Part of the credit for the bill's smooth passage went to the President, who persuaded Congress that he was asking only what he absolutely needed; previous Administrations often raised congressional hackles by padding foreign aid in anticipation of cutbacks. More credit went to AID Administrator David E. Bell, generally recognized as the best boss that foreign aid has had. Still more went to Congressman Thomas E. ("Doc") Morgan, 58, chairman of the House Foreign Affairs Committee, and a man with the comforting way of a small-town doctor--which is what he is.
"A Lot of Mileage." The son of a Pennsylvania coal miner, Morgan is a physician with a $45,000-a-year practice back in the mining community of Fredericktown, Pa., to which he commutes on weekends. "To me," says Morgan, "taking a foreign aid bill through is just like going to the operating room. Many critics say Morgan uses a bedside manner. Well, I make very few enemies in committee or on the floor. I use kindness, and I get a lot of mileage out of it."
Morgan's bedside manner includes a willingness to accommodate foreign aid critics whenever it is possible without compromising the program itself. Thus, he worked with the Administration in writing amendments expressing the will of Congress not to give U.S. aid to Nasser's United Arab Republic, to countries that permit mob attacks on American property, or to countries that allow their ships to send goods to North Viet Nam that help the Communist economy and war effort.
"I Fought Back." In his weeks of patient, plodding work on the bill, Morgan only once lost his temper. That was after Arkansas Democrat William Fulbright, chairman of the Senate Foreign Relations Committee, urged that economic and military aid be handled as separate bills. The Administration sent Morgan a 68-page draft that went at least part way toward appeasing Fulbright.
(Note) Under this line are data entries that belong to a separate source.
use maud::{Escaper, Markup, PreEscaped, Render, html};
use std::fmt::Write;

pub fn render_table<const N: usize>(
    header: Markup,
    titles: [&'static str; N],
    items: Vec<[Markup; N]>,
) -> Markup {
    html! {
        div class="container mx-auto" {
            (header)
            div class="overflow-x-auto" {
                table class="min-w-full bg-gray-800 rounded shadow-md" {
                    thead class="bg-gray-700" {
                        tr {
                            @for title in titles {
                                th class="py-2 px-4 text-left font-semibold text-gray-300" {(title)}
                            }
                        }
                    }
                    tbody {
                        @for row in items {
                            tr {
                                @for col in row {
                                    td class="py-2 px-4 border-b border-gray-600 text-gray-200" {(col)}
                                }
                            }
                        }
                    }
                }
            }
        }
    }
}

pub fn escape(s: impl AsRef<str>) -> PreEscaped<String> {
    let mut output = String::new();
    Escaper::new(&mut output).write_str(s.as_ref()).unwrap(); //this method always succeeds - strange api!
    PreEscaped(output)
}

pub fn title(s: impl Render) -> Markup {
    html! {
        h1 class="text-2xl font-semibold mb-4" {(s)}
    }
}

pub fn form_element(name: &'static str, label: &'static str, inner: Markup) -> Markup {
    html! {
        div class="mb-4" {
            label for=(name) class="block text-sm font-bold mb-2 text-gray-300" {(label)}
            (inner)
        }
    }
}

pub fn simple_form_element(
    name: &'static str,
    label: &'static str,
    required: bool,
    input_type: Option<&'static str>,
    value: Option<&str>,
) -> Markup {
    form_element(name, label, html! {
        input required[required] type=(input_type.unwrap_or("text")) id=(name) name=(name) value=[value] placeholder={"Please enter student " (label.to_lowercase())} class="shadow appearance-none border rounded w-full py-2 px-3 leading-tight focus:outline-none focus:shadow-outline bg-gray-700 border-gray-600" {}
    })
}

/// Transient alert reporting the outcome of a user action. Rendered with
/// `hx-swap-oob` so fragment responses can drop it into the page-level
/// `#notifications` area regardless of what their main swap targets.
pub fn notification(is_error: bool, heading: &str, body: &str) -> Markup {
    let colours = if is_error {
        "bg-red-100 border-red-400 text-red-700"
    } else {
        "bg-green-100 border-green-400 text-green-700"
    };

    html! {
        div hx-swap-oob="afterbegin:#notifications" {
            div class={"border px-4 py-3 rounded relative mb-2 " (colours)} role="alert" {
                strong class="font-bold mr-2" {(escape(heading))}
                span {(escape(body))}
            }
        }
    }
}

pub fn success_notification(heading: &str, body: &str) -> Markup {
    notification(false, heading, body)
}

pub fn error_notification(heading: &str, body: &str) -> Markup {
    notification(true, heading, body)
}

/// Initials badge, or the generic placeholder when there is nothing to
/// derive initials from.
pub fn avatar_badge(label: Option<String>) -> Markup {
    html! {
        @if let Some(label) = label {
            span class="inline-flex items-center justify-center w-10 h-10 rounded-full bg-slate-600 font-semibold" {(label)}
        } @else {
            span class="inline-flex items-center justify-center w-10 h-10 rounded-full bg-slate-600" aria-label="No name" {"?"}
        }
    }
}

pub fn spinner() -> Markup {
    html! {
        div class="flex justify-center p-8" {
            div class="animate-spin rounded-full h-10 w-10 border-b-2 border-blue-400" {}
        }
    }
}
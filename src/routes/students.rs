use crate::{
    data::{IdForm, Student, student::avatar_label},
    maud_conveniences::{
        avatar_badge, error_notification, escape, render_table, spinner, success_notification,
    },
    state::RollcallState,
    view::RefreshOutcome,
};
use axum::{
    extract::{Query, State},
    response::{IntoResponse, Response},
};
use maud::{Markup, html};

/// Full students page. The table itself is loaded (and re-loaded) by htmx:
/// `students_changed`, fired from the body by any successful mutation, is
/// the refresh callback the drawer and the delete buttons invoke.
pub async fn get_students(State(state): State<RollcallState>) -> Markup {
    state.render(html! {
        div class="mx-auto bg-gray-800 p-8 rounded shadow-md max-w-5xl w-full flex flex-col space-y-4" {
            div id="all_students" hx-get="/internal/get_students" hx-trigger="load, students_changed from:body" {
                (spinner())
            }
            div id="drawer" {}
        }
    })
}

/// The refresh operation: fetch the whole collection from the remote API
/// and make it the authoritative copy. On failure the rows we already hold
/// stay up and the error payload is surfaced as a notification.
pub async fn internal_get_students(State(state): State<RollcallState>) -> Markup {
    let token = state.list_view().write().await.begin_refresh();
    let result = state.api().list_students().await;

    let mut view = state.list_view().write().await;
    let failure_note = match view.complete_refresh(token, result) {
        RefreshOutcome::Replaced | RefreshOutcome::Stale => None,
        RefreshOutcome::Failed(e) => {
            warn!(?e, "refreshing the student list failed");
            Some(error_notification("There was an issue", &e.notification_body()))
        }
    };

    html! {
        // Still loading means a newer refresh is outstanding and will
        // re-render this container when it settles.
        @if view.is_loading() {
            (spinner())
        } @else {
            (render_students(view.students()))
        }
        @if let Some(note) = failure_note {
            (note)
        }
    }
}

fn add_student_button(css_class: &'static str) -> Markup {
    html! {
        button class={(css_class) " bg-blue-600 hover:bg-blue-800 font-bold py-2 px-4 rounded"} hx-get="/internal/students/new_student_form" hx-target="#drawer" {
            "Add New Student"
        }
    }
}

fn render_students(students: &[Student]) -> Markup {
    if students.is_empty() {
        return html! {
            div class="flex flex-col items-center space-y-4 p-8" {
                p class="text-gray-400 italic" {"No students found"}
                (add_student_button("add-btn-empty"))
            }
        };
    }

    let header = html! {
        div class="flex flex-row items-center justify-between mb-4" {
            div class="flex flex-row items-center space-x-2" {
                span class="bg-blue-900 text-blue-300 text-sm font-medium px-2 py-1 rounded" {"Number of students"}
                span class="bg-blue-600 text-sm font-semibold px-2 py-1 rounded-full" {(students.len())}
            }
            (add_student_button("add-btn"))
        }
    };

    render_table(
        header,
        ["", "ID", "First Name", "Last Name", "Gender", "Email", "Actions"],
        students.iter().map(student_row).collect(),
    )
}

fn student_row(student: &Student) -> [Markup; 7] {
    [
        avatar_badge(avatar_label(&student.first_name)),
        html! { (student.id) },
        escape(&student.first_name),
        escape(&student.last_name),
        html! {
            span class="bg-gray-700 text-gray-300 text-sm px-2 py-1 rounded" {(student.gender)}
        },
        html! {
            a href={"mailto:" (student.email)} class="text-blue-500" {(student.email)}
        },
        html! {
            div class="flex flex-row space-x-2" {
                // No edit endpoint exists upstream; the affordance stays
                // visible but inert.
                button disabled title="Editing is not available" class="bg-slate-600 opacity-50 cursor-not-allowed font-bold py-1 px-3 rounded" {
                    "Edit"
                }
                button class="bg-red-600 hover:bg-red-800 font-bold py-1 px-3 rounded" hx-delete="/students" hx-vals={"{\"id\": \"" (student.id) "\"}"} hx-confirm="Are you sure you want to delete this student?" hx-swap="none" {
                    "Delete"
                }
            }
        },
    ]
}

/// Delete one student by id. There is no optimistic removal: the table only
/// changes when the triggered refresh re-fetches from the server.
pub async fn delete_student(
    State(state): State<RollcallState>,
    Query(IdForm { id }): Query<IdForm>,
) -> Response {
    match state.api().delete_student(id).await {
        Ok(()) => {
            info!(id, "student deleted");
            let note =
                success_notification("Student deleted", &format!("Student ID {id} was deleted."));
            ([("HX-Trigger", "students_changed")], note).into_response()
        }
        Err(e) => {
            warn!(?e, id, "deleting student failed");
            error_notification("There was an issue", &e.notification_body()).into_response()
        }
    }
}
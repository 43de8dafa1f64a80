//! Server-side state for the two UI surfaces: the student table and the
//! creation drawer. The route handlers own no state of their own; they
//! drive these containers and render whatever the containers hold.

use crate::{data::Student, error::RollcallError};

/// The authoritative client-side copy of the student collection.
///
/// Refreshes are bracketed by an epoch token: a response belonging to a
/// superseded refresh is discarded without touching anything, so a
/// late-arriving reply can never clobber newer data. There is no
/// cancellation, just this guard.
#[derive(Debug, Default)]
pub struct ListView {
    students: Vec<Student>,
    is_loading: bool,
    epoch: u64,
}

#[derive(Debug, Clone, Copy, PartialEq, Eq)]
pub struct RefreshToken(u64);

#[derive(Debug)]
pub enum RefreshOutcome {
    /// The collection now mirrors the server's response, order preserved.
    Replaced,
    /// The fetch failed; the previously held rows are untouched.
    Failed(RollcallError),
    /// The token was superseded by a newer refresh; nothing was touched.
    Stale,
}

impl ListView {
    pub fn new() -> Self {
        Self::default()
    }

    pub fn students(&self) -> &[Student] {
        &self.students
    }

    pub const fn is_loading(&self) -> bool {
        self.is_loading
    }

    pub fn begin_refresh(&mut self) -> RefreshToken {
        self.is_loading = true;
        self.epoch += 1;
        RefreshToken(self.epoch)
    }

    /// Settle a refresh. Whatever the result, a current token always clears
    /// `is_loading` - a fetch failure must never leave the view stuck on
    /// the spinner.
    pub fn complete_refresh(
        &mut self,
        token: RefreshToken,
        result: Result<Vec<Student>, RollcallError>,
    ) -> RefreshOutcome {
        if token.0 != self.epoch {
            return RefreshOutcome::Stale;
        }

        self.is_loading = false;
        match result {
            Ok(students) => {
                self.students = students;
                RefreshOutcome::Replaced
            }
            Err(e) => RefreshOutcome::Failed(e),
        }
    }
}

/// State for the creation drawer: whether it is shown, and whether a
/// submission is currently in flight.
#[derive(Debug, Default)]
pub struct DrawerForm {
    is_open: bool,
    is_submitting: bool,
}

impl DrawerForm {
    pub fn new() -> Self {
        Self::default()
    }

    pub const fn is_open(&self) -> bool {
        self.is_open
    }

    pub const fn is_submitting(&self) -> bool {
        self.is_submitting
    }

    pub fn open(&mut self) {
        self.is_open = true;
        self.is_submitting = false;
    }

    pub fn close(&mut self) {
        self.is_open = false;
        self.is_submitting = false;
    }

    /// Claim the right to submit. Returns `false` while an earlier
    /// submission has not settled yet, so a double-click issues one network
    /// call and not two.
    pub fn begin_submit(&mut self) -> bool {
        if self.is_submitting {
            return false;
        }
        self.is_submitting = true;
        true
    }

    /// Clears the in-flight flag; called on success and failure alike.
    pub fn finish_submit(&mut self) {
        self.is_submitting = false;
    }
}

#[cfg(test)]
mod tests {
    use super::*;
    use crate::data::Gender;

    fn student(id: i64, first_name: &str) -> Student {
        Student {
            id,
            first_name: first_name.to_string(),
            last_name: "Lovelace".to_string(),
            email: "a@x.com".to_string(),
            gender: Gender::Female,
        }
    }

    fn failure() -> RollcallError {
        RollcallError::ApiRejected {
            status: 500,
            error: "Internal Server Error".to_string(),
            message: "boom".to_string(),
        }
    }

    #[test]
    fn successful_refresh_replaces_the_collection_in_server_order() {
        let mut view = ListView::new();
        let token = view.begin_refresh();
        assert!(view.is_loading());

        let fetched = vec![student(2, "Grace"), student(1, "Ada")];
        let outcome = view.complete_refresh(token, Ok(fetched.clone()));

        assert!(matches!(outcome, RefreshOutcome::Replaced));
        assert!(!view.is_loading());
        assert_eq!(view.students(), fetched.as_slice());
    }

    #[test]
    fn failed_refresh_keeps_prior_rows_and_clears_loading() {
        let mut view = ListView::new();
        let token = view.begin_refresh();
        view.complete_refresh(token, Ok(vec![student(1, "Ada")]));

        let token = view.begin_refresh();
        assert!(view.is_loading());
        let outcome = view.complete_refresh(token, Err(failure()));

        assert!(matches!(outcome, RefreshOutcome::Failed(_)));
        assert!(!view.is_loading(), "loading must never stay stuck on error");
        assert_eq!(view.students(), [student(1, "Ada")].as_slice());
    }

    #[test]
    fn stale_refresh_response_is_a_no_op() {
        let mut view = ListView::new();
        let old_token = view.begin_refresh();
        let new_token = view.begin_refresh();

        // The superseded response arrives late and must not touch anything,
        // including the loading flag the newer refresh owns.
        let outcome = view.complete_refresh(old_token, Ok(vec![student(9, "Stale")]));
        assert!(matches!(outcome, RefreshOutcome::Stale));
        assert!(view.students().is_empty());
        assert!(view.is_loading());

        view.complete_refresh(new_token, Ok(vec![student(1, "Ada")]));
        assert!(!view.is_loading());
        assert_eq!(view.students(), [student(1, "Ada")].as_slice());
    }

    #[test]
    fn submit_guard_blocks_a_second_click_until_the_first_settles() {
        let mut drawer = DrawerForm::new();
        drawer.open();

        assert!(drawer.begin_submit());
        assert!(!drawer.begin_submit(), "double-submit must be refused");

        drawer.finish_submit();
        assert!(!drawer.is_submitting());
        assert!(drawer.begin_submit(), "a settled form accepts a new attempt");
    }

    #[test]
    fn closing_the_drawer_clears_the_in_flight_flag() {
        let mut drawer = DrawerForm::new();
        drawer.open();
        assert!(drawer.is_open());
        assert!(drawer.begin_submit());

        drawer.close();
        assert!(!drawer.is_open());
        assert!(!drawer.is_submitting());
    }
}
use axum::{
    http::StatusCode,
    response::{Html, IntoResponse, Response},
};
use maud::html;
use snafu::Snafu;

pub type RollcallResult<T> = Result<T, RollcallError>;

#[derive(Debug, Snafu)]
#[snafu(visibility(pub))]
pub enum RollcallError {
    #[snafu(display("Unable to retrieve env var `{}`", name))]
    BadEnvVar {
        source: dotenvy::Error,
        name: &'static str,
    },
    #[snafu(display("Unable to build HTTP client"))]
    BuildHttpClient { source: reqwest::Error },
    #[snafu(display("Unable to reach the student API"))]
    ApiTransport { source: reqwest::Error },
    #[snafu(display("Student API rejected the request: {} [{}] [{}]", message, status, error))]
    ApiRejected {
        status: u16,
        error: String,
        message: String,
    },
    #[snafu(display("Unable to decode student API response"))]
    DecodeResponse { source: reqwest::Error },
    #[snafu(display("Unable to parse gender {:?}", original))]
    ParseGender { original: String },
}

impl RollcallError {
    /// User-facing notification body. The remote payload is surfaced
    /// verbatim in the `message [status] [error]` shape; transport-level
    /// failures (no response at all) get their own wording so they are
    /// distinguishable from an application-level rejection.
    pub fn notification_body(&self) -> String {
        match self {
            Self::ApiRejected {
                status,
                error,
                message,
            } => format!("{message} [{status}] [{error}]"),
            Self::ApiTransport { .. } => {
                "The student service could not be reached. Please try again.".to_string()
            }
            Self::DecodeResponse { .. } => {
                "The student service sent a response we could not understand.".to_string()
            }
            other => other.to_string(),
        }
    }
}

impl IntoResponse for RollcallError {
    fn into_response(self) -> Response {
        const ISE: StatusCode = StatusCode::INTERNAL_SERVER_ERROR; //internal server error
        const BG: StatusCode = StatusCode::BAD_GATEWAY; //upstream api broke
        const BI: StatusCode = StatusCode::BAD_REQUEST; //bad input

        let basic_error = |desc| {
            html! {
                div class="bg-red-100 border border-red-400 text-red-700 px-4 py-3 rounded relative mb-4" role="alert" {
                    strong class="font-bold" {"Rollcall Error"}
                    span {(desc)}
                }
            }
        };

        let status_code = match &self {
            Self::BadEnvVar { .. } => ISE,
            Self::BuildHttpClient { .. } => ISE,
            Self::ApiTransport { .. } => BG,
            Self::ApiRejected { status, .. } => StatusCode::from_u16(*status).unwrap_or(BG),
            Self::DecodeResponse { .. } => BG,
            Self::ParseGender { .. } => BI,
        };

        error!(?self, "Error!");
        (status_code, Html(basic_error(self.notification_body()))).into_response()
    }
}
To Morgan, that was murder: he was convinced that many Congressmen would seize upon separate bills as an opportunity to kill economic aid altogether. "I fought back," he says. "I told the President point-blank that the day you take economic aid away from military aid, you won't have a bill." The result: a revised, 20-page draft that met Morgan's objections.
In explaining the bill on the House floor, "Doc" Morgan took the clinical view. "We must face the fact," he said, "that any new, all-purpose, wasteproof, foolproof, and low-cost model of a foreign aid program is not yet on the drawing boards." His soft sell was all the more effective because in the past Congress has been offended by overblown claims made for foreign aid.
The Senate has yet to act on a foreign aid authorization bill reported out by Fulbright's committee; it differs from Morgan's measure on several points, but not appreciably in dollar terms. Later in the year, Congress must approve the actual foreign aid appropriations. The appropriations process has always been tougher going than authorization, but this year the prospects appear bright.